What you should do - This task calls for copying every line of the records that includes the word "Stay".

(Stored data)
※ ※ ※

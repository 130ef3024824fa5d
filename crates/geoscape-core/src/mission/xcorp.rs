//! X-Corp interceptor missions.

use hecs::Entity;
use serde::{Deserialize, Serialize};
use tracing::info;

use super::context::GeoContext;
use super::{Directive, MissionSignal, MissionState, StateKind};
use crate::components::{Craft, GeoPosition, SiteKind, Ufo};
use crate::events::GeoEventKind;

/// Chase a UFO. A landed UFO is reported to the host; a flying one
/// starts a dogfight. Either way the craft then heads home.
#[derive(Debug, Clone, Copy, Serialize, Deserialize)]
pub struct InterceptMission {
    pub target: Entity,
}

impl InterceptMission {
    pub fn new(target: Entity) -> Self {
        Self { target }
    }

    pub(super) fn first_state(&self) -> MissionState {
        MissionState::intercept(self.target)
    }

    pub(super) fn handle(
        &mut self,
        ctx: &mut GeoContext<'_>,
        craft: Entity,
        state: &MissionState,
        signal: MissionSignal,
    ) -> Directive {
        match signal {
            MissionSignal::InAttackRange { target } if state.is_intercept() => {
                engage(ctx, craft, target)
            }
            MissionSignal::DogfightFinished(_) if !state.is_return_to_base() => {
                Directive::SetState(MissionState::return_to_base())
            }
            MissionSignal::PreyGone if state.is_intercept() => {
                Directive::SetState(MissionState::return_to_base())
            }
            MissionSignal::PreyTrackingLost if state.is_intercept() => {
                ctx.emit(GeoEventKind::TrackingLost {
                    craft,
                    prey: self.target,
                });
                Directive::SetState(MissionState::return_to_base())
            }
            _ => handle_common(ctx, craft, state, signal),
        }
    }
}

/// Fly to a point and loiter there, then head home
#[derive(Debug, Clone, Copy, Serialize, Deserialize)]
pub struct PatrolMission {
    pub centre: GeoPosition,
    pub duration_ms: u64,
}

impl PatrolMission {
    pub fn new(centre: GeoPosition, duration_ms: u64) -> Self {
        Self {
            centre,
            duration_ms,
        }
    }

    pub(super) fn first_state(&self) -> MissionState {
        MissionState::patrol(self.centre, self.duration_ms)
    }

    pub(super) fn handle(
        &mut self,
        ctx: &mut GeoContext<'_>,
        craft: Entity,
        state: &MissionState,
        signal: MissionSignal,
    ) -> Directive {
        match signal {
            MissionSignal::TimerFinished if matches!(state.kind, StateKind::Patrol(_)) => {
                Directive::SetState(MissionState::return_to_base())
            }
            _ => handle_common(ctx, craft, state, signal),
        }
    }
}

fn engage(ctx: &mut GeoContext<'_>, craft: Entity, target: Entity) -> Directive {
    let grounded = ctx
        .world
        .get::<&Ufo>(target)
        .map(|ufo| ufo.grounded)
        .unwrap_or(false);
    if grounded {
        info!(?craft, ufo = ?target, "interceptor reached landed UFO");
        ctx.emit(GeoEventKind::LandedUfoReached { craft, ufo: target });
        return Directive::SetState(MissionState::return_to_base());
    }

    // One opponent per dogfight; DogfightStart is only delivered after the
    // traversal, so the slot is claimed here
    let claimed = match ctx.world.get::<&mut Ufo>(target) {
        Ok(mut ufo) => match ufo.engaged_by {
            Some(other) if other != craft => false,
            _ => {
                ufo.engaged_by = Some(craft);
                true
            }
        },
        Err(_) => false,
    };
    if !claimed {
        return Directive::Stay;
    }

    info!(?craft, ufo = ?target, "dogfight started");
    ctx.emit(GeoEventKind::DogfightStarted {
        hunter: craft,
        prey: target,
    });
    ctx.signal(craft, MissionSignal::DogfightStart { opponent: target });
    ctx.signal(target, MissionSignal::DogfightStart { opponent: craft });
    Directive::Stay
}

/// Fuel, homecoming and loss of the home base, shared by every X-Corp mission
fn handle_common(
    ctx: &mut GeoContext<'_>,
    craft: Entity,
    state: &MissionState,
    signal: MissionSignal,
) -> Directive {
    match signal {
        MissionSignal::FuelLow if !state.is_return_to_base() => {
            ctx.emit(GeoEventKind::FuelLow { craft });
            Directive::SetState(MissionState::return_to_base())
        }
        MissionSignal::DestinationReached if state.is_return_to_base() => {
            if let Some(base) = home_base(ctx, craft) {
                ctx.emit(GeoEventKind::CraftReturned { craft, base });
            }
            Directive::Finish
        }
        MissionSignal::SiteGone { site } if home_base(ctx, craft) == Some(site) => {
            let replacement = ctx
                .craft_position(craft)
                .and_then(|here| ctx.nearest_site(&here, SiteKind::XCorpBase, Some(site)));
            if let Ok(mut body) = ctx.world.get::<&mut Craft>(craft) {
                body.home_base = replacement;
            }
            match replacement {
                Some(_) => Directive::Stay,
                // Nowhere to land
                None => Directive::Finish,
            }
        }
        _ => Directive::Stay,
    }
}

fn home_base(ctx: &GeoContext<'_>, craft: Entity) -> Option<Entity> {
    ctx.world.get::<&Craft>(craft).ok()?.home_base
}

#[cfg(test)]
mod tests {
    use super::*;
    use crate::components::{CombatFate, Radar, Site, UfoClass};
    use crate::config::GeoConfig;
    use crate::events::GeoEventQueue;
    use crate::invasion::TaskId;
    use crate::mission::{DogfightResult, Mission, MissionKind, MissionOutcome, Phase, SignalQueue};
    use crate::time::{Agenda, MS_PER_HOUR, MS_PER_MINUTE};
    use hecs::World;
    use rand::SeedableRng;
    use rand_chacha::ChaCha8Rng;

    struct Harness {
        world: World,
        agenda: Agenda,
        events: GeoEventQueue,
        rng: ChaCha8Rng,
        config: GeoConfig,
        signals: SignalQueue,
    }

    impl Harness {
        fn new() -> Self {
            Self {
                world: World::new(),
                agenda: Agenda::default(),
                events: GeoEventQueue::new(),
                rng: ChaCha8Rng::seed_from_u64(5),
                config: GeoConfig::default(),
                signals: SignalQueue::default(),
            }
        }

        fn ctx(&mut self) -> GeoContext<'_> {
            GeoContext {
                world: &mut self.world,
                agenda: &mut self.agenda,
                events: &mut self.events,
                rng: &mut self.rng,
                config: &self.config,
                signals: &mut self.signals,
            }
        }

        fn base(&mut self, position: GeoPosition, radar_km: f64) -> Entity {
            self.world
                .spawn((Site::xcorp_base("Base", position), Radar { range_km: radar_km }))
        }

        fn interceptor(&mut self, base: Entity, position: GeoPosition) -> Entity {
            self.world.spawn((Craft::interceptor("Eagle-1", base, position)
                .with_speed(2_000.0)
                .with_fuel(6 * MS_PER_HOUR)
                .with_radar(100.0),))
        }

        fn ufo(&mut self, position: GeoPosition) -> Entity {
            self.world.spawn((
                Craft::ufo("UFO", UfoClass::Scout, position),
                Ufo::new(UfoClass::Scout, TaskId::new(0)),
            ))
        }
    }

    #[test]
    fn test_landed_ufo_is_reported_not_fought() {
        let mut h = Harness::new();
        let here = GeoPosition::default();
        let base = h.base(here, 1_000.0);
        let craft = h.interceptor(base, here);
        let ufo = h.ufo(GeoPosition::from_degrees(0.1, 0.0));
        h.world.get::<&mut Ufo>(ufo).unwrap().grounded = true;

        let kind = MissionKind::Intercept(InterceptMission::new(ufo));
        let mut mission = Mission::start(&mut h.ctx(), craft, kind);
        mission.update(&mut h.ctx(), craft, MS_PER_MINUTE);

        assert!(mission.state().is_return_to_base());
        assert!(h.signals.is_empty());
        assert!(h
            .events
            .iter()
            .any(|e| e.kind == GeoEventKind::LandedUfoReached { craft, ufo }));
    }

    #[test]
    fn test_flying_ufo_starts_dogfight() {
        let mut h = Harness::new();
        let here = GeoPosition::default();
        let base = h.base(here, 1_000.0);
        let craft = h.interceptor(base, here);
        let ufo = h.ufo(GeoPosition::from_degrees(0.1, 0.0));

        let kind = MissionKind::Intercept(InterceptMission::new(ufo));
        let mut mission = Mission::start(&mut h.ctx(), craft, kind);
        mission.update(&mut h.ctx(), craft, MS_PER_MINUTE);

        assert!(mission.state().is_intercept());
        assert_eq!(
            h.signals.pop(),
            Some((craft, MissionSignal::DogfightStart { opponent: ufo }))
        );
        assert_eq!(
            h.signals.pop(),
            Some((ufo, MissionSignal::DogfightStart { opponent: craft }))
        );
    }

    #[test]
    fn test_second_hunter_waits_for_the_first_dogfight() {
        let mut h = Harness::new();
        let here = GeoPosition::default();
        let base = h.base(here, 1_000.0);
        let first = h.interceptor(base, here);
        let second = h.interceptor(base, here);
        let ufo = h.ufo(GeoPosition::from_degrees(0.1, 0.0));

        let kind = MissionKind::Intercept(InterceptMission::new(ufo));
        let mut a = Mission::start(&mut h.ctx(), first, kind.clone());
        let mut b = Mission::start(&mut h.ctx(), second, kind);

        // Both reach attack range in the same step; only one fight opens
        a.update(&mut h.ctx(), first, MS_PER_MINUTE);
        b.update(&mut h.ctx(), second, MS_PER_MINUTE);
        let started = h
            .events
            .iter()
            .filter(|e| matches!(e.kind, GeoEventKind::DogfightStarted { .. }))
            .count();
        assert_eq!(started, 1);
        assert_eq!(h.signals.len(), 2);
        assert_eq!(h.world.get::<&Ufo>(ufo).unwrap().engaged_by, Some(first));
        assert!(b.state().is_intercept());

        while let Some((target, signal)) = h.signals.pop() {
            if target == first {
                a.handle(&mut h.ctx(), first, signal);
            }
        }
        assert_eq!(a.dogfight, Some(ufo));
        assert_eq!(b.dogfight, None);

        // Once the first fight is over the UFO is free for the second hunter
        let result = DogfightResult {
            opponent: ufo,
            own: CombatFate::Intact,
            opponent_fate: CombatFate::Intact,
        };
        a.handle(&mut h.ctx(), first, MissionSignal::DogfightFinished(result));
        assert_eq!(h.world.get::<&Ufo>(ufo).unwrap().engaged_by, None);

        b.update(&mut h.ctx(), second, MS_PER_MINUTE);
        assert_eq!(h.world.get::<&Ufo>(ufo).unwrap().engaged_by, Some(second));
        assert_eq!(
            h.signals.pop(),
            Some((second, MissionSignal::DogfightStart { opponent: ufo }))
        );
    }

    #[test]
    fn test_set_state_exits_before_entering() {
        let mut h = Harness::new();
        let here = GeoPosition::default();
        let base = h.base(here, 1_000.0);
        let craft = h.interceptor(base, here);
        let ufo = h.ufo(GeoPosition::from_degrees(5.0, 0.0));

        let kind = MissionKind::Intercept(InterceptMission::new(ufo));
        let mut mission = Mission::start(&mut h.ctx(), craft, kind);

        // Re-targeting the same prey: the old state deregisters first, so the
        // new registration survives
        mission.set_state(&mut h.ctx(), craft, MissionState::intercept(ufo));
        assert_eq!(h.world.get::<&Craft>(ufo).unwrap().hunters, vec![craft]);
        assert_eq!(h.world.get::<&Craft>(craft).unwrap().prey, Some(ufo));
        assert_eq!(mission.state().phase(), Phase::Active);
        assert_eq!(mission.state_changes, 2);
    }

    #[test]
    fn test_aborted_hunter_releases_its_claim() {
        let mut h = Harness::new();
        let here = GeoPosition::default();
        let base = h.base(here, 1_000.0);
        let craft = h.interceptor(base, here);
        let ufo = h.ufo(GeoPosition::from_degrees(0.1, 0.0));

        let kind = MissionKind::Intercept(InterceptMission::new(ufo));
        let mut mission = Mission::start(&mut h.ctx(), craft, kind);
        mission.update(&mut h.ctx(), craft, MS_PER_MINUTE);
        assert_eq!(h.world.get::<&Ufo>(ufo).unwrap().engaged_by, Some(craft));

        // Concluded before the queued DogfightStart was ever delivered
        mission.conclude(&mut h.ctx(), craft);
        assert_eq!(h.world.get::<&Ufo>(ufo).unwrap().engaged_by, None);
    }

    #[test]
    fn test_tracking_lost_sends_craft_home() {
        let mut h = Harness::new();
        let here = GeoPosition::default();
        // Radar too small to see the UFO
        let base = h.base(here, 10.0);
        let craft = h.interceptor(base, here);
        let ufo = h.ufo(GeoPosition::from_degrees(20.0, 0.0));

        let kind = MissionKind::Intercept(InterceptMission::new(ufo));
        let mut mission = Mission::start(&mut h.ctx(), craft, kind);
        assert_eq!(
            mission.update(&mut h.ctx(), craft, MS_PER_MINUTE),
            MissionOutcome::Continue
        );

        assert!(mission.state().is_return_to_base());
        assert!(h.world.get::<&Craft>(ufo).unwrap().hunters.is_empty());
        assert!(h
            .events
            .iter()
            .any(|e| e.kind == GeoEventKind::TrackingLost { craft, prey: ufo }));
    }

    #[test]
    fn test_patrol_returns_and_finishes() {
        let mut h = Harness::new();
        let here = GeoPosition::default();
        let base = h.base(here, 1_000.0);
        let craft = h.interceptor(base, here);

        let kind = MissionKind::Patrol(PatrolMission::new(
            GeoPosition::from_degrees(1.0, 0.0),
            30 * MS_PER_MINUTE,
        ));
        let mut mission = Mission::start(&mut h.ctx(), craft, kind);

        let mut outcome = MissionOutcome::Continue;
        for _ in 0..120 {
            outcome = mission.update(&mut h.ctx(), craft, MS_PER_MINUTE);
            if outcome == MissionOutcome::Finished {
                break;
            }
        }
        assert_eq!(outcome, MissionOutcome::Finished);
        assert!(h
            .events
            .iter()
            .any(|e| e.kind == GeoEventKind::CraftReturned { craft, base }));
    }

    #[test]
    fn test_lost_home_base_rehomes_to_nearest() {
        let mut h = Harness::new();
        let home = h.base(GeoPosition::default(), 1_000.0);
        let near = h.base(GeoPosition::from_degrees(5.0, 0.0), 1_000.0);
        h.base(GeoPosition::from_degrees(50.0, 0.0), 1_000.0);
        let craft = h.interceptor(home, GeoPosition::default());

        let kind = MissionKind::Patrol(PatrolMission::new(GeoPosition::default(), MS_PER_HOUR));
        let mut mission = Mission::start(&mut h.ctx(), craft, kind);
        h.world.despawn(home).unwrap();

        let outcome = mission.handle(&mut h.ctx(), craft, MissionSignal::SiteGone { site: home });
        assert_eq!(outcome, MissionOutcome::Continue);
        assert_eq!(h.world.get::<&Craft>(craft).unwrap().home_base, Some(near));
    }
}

※ ※ ※

Response to the task -
        return Directive::Stay;
    Directive::Stay
                Some(_) => Directive::Stay,
        _ => Directive::Stay,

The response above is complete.